Records from a collection:
--- START ---

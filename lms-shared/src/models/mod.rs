/// Database models for the LMS
///
/// This module contains all database models and their CRUD operations.
///
/// # Models
///
/// - `user`: User accounts and group membership
/// - `course`: Courses with their notification stamp
/// - `lesson`: Lessons belonging to a course
/// - `subscription`: (user, course) subscription pairs
/// - `payment`: Payments for a course or a lesson
/// - `job`: Background jobs consumed by the worker
///
/// # Example
///
/// ```no_run
/// use lms_shared::models::user::{User, CreateUser};
/// use lms_shared::db::pool::{create_pool, DatabaseConfig};
///
/// # async fn example() -> Result<(), Box<dyn std::error::Error>> {
/// let pool = create_pool(DatabaseConfig::default()).await?;
///
/// let new_user = CreateUser {
///     email: "user@example.com".to_string(),
///     password_hash: "$argon2id$...".to_string(),
///     ..Default::default()
/// };
///
/// let user = User::create(&pool, new_user).await?;
/// # Ok(())
/// # }
/// ```

pub mod course;
pub mod job;
pub mod lesson;
pub mod payment;
pub mod subscription;
pub mod user;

--- END ---

■ Assigned task ■
Find the lines above with the word "await". Copy them out.

■ Result of this task ■
/// let pool = create_pool(DatabaseConfig::default()).await?;
/// let user = User::create(&pool, new_user).await?;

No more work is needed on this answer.